[Dataset entries]
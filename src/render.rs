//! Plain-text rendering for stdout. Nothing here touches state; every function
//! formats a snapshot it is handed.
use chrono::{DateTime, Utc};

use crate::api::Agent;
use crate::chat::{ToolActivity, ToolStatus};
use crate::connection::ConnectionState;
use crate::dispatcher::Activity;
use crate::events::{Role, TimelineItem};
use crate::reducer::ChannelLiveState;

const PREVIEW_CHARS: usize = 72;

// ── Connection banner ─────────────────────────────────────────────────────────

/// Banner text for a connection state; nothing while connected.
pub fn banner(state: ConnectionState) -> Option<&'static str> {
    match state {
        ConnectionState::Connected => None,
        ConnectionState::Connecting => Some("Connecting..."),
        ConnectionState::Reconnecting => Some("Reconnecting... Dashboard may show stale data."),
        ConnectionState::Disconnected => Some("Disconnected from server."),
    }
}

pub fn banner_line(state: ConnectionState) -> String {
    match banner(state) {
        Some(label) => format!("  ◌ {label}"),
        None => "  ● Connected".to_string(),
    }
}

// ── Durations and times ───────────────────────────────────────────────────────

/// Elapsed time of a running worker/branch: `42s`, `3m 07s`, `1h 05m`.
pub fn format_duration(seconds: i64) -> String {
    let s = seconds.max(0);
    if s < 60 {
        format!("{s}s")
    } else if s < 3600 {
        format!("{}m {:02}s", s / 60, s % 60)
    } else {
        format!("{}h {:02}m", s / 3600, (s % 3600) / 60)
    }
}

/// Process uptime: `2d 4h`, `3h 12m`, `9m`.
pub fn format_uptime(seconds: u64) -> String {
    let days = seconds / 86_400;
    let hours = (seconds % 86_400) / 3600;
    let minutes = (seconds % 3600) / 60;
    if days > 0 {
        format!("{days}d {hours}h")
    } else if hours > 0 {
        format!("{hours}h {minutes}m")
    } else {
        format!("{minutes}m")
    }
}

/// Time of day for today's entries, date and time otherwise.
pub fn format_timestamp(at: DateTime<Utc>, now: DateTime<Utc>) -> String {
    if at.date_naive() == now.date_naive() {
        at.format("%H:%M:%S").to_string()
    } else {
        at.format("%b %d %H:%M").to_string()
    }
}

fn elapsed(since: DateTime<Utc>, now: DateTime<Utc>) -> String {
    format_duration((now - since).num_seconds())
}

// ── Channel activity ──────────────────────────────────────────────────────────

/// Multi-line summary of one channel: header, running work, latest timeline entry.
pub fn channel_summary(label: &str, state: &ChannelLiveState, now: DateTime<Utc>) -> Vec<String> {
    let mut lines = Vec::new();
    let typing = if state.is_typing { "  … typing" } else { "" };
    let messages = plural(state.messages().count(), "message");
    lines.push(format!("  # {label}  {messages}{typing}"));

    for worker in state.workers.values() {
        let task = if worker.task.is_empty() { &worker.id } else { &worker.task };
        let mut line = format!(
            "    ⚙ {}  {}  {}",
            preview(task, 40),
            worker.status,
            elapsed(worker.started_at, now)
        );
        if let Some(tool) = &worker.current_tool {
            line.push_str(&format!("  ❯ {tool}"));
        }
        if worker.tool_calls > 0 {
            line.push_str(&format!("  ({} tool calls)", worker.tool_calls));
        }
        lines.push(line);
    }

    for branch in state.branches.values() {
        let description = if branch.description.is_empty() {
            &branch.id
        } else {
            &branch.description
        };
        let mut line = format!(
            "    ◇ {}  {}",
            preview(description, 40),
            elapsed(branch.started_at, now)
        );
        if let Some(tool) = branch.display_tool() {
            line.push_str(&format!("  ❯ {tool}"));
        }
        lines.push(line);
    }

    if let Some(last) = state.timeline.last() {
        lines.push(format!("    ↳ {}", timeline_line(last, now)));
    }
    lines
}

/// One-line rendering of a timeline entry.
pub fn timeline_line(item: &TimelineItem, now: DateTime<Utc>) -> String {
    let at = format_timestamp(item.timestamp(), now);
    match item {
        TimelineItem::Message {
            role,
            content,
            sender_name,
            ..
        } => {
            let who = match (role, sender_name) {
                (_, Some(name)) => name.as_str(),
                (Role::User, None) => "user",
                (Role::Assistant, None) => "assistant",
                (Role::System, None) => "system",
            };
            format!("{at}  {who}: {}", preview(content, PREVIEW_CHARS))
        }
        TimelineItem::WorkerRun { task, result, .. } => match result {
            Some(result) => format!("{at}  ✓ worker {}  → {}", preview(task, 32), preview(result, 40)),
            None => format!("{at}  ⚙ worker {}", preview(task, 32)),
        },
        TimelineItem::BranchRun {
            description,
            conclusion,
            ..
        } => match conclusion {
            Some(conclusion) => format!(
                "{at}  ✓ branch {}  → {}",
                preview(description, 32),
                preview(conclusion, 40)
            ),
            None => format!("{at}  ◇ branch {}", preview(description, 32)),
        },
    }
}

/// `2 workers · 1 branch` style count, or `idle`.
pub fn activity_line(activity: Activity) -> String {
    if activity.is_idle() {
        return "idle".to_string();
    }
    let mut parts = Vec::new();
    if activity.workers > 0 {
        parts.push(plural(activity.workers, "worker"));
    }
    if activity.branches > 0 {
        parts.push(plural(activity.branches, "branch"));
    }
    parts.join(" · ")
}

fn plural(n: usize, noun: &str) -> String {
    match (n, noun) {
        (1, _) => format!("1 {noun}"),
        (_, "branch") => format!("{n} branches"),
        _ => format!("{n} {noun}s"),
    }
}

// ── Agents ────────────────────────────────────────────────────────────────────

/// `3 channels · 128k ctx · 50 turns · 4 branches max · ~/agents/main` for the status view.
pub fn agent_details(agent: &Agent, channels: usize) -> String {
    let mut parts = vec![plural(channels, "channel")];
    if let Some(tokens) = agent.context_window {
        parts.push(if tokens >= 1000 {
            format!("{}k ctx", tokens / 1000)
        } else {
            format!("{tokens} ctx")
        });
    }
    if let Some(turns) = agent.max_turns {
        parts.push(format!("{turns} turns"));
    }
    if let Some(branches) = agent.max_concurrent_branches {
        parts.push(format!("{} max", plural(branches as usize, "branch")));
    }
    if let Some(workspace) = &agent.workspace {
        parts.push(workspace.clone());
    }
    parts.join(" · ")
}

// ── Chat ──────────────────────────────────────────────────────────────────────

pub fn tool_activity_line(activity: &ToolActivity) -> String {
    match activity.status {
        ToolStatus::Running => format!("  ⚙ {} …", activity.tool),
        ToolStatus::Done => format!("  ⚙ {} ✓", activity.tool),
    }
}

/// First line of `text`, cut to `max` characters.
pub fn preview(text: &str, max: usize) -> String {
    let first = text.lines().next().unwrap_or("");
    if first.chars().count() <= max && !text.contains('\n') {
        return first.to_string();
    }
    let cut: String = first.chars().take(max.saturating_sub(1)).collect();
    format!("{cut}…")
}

--

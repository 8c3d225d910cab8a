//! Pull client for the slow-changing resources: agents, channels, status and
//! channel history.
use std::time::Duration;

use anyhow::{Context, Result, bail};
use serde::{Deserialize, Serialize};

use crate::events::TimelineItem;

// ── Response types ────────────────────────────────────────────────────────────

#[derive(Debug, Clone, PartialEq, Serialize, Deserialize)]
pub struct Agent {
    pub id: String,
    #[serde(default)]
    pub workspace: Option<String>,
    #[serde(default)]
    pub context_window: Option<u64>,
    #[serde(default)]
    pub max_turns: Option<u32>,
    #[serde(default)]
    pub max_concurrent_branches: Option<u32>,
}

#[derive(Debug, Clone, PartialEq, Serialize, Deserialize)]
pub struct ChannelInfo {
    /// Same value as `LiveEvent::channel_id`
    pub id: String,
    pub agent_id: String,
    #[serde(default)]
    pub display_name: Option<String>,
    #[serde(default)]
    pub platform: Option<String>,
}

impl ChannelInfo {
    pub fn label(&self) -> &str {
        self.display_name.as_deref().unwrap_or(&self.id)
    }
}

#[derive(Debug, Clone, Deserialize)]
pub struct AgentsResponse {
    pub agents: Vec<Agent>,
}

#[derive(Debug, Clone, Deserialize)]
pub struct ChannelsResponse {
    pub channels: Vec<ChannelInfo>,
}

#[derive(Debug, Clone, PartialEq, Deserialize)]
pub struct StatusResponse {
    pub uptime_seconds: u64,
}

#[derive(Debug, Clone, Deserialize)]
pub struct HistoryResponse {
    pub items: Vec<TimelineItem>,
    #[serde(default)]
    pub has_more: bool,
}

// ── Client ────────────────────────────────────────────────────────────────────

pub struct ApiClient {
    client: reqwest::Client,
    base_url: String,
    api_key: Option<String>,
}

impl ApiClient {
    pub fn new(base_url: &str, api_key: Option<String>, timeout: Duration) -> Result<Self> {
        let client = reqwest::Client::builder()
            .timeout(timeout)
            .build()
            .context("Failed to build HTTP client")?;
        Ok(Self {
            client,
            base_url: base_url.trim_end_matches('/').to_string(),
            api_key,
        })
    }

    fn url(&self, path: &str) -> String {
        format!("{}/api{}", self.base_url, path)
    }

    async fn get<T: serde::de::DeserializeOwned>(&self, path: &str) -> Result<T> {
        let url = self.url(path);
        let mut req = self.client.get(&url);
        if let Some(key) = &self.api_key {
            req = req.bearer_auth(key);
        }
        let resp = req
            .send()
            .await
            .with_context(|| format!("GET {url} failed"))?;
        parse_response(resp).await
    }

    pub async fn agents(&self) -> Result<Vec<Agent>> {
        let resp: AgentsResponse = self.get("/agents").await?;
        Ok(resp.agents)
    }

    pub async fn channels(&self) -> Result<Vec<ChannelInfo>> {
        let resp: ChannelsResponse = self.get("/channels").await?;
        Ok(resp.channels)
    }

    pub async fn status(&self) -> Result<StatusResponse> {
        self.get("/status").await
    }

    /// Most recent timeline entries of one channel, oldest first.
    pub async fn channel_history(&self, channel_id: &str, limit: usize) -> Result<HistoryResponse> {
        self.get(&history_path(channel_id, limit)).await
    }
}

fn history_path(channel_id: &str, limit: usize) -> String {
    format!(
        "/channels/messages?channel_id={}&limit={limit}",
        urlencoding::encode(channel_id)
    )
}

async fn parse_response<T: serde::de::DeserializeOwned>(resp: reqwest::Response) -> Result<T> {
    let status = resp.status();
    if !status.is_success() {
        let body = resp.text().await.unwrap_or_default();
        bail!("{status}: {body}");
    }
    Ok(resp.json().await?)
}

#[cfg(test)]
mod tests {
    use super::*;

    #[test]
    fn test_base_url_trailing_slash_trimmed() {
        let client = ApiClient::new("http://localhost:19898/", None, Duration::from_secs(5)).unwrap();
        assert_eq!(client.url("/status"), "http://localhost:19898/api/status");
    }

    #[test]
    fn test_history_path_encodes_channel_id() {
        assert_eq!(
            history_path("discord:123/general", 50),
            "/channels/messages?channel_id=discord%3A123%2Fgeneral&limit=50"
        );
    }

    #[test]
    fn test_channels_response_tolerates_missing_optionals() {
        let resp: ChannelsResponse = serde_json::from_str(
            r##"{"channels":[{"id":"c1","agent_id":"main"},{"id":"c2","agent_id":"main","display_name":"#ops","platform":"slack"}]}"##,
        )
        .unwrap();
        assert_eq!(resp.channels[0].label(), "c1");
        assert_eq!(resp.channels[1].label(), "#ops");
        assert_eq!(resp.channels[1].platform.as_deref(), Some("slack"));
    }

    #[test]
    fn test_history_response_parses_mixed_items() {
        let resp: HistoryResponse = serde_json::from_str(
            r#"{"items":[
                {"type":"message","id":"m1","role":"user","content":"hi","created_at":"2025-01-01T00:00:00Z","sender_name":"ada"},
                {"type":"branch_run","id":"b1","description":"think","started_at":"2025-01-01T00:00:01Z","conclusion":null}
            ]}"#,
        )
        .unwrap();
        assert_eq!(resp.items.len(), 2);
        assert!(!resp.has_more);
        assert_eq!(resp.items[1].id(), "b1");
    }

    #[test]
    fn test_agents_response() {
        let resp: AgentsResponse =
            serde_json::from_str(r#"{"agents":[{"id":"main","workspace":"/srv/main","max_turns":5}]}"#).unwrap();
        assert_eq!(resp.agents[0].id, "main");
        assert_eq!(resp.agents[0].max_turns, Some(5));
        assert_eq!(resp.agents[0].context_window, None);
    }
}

--

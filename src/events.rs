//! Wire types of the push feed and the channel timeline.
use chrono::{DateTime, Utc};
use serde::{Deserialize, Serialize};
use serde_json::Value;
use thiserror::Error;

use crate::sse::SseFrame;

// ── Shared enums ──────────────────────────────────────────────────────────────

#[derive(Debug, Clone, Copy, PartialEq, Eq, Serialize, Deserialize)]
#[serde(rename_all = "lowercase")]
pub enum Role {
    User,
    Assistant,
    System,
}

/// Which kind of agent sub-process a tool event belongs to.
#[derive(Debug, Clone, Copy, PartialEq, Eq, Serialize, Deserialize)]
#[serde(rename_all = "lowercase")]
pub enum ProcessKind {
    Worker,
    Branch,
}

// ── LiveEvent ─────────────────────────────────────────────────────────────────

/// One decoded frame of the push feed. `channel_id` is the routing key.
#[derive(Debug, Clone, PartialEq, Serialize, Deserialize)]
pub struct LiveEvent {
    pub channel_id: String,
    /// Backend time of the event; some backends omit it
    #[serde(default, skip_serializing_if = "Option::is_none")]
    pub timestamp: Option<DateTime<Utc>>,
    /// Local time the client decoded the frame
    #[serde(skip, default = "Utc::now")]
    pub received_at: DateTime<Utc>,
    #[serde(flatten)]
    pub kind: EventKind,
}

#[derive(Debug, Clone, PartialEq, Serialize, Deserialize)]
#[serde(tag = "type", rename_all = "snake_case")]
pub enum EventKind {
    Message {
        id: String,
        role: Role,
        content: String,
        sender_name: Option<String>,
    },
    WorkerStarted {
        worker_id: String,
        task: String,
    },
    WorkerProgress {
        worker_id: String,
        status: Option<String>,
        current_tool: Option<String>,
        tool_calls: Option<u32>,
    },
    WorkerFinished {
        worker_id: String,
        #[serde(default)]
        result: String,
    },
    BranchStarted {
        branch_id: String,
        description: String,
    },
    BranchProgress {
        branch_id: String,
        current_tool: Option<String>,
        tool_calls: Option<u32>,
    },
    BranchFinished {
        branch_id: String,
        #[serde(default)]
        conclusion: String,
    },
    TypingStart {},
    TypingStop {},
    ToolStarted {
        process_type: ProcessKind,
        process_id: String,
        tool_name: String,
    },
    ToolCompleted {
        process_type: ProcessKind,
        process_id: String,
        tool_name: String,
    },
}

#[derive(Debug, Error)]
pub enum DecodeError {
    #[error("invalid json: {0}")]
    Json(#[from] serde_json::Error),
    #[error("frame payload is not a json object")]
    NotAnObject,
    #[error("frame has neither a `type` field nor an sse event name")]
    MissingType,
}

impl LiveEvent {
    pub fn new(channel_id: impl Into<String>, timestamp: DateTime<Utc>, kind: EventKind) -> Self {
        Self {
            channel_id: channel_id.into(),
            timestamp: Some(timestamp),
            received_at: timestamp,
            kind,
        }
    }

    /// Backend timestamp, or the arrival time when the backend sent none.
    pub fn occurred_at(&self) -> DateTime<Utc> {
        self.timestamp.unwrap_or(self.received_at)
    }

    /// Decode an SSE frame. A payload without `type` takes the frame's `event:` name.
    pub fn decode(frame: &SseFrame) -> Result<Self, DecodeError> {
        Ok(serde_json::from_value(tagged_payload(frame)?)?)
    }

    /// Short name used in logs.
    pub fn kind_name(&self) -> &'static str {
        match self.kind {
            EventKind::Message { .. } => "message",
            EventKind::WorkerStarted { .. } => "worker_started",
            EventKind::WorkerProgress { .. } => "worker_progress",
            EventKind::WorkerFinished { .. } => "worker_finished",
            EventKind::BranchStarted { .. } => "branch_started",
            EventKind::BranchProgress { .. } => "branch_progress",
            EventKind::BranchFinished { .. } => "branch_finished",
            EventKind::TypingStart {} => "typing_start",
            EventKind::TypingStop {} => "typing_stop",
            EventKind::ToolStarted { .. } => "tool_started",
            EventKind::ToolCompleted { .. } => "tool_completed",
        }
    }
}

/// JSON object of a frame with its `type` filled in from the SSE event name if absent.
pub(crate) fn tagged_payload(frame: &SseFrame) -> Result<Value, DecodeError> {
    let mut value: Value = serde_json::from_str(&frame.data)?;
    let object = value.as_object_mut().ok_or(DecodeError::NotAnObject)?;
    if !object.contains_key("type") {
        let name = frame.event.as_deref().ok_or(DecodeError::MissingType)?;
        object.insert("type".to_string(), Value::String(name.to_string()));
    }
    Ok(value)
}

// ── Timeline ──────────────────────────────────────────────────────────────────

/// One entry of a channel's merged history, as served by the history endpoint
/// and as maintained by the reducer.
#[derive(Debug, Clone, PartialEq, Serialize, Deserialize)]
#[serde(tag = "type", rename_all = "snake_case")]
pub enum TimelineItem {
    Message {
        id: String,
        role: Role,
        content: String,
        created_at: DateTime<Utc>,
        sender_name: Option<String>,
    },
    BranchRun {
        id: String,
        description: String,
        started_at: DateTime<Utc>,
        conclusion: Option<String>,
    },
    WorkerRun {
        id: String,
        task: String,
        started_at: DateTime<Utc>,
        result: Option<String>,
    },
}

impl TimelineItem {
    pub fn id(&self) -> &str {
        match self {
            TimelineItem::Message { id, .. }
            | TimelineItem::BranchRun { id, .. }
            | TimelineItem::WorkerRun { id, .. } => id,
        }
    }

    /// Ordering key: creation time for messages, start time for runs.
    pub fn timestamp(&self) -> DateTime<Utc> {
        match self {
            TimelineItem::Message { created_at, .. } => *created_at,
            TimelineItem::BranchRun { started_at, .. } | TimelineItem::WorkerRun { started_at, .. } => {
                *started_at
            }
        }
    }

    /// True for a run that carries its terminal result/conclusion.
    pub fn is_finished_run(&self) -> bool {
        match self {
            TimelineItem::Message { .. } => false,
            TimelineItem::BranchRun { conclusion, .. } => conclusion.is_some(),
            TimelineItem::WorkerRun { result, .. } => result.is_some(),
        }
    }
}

**EXERCISE OBJECTIVE**
Going through the entries above, show each line that contains "since".

**RESPONSE BELOW**
fn elapsed(since: DateTime<Utc>, now: DateTime<Utc>) -> String {
    format_duration((now - since).num_seconds())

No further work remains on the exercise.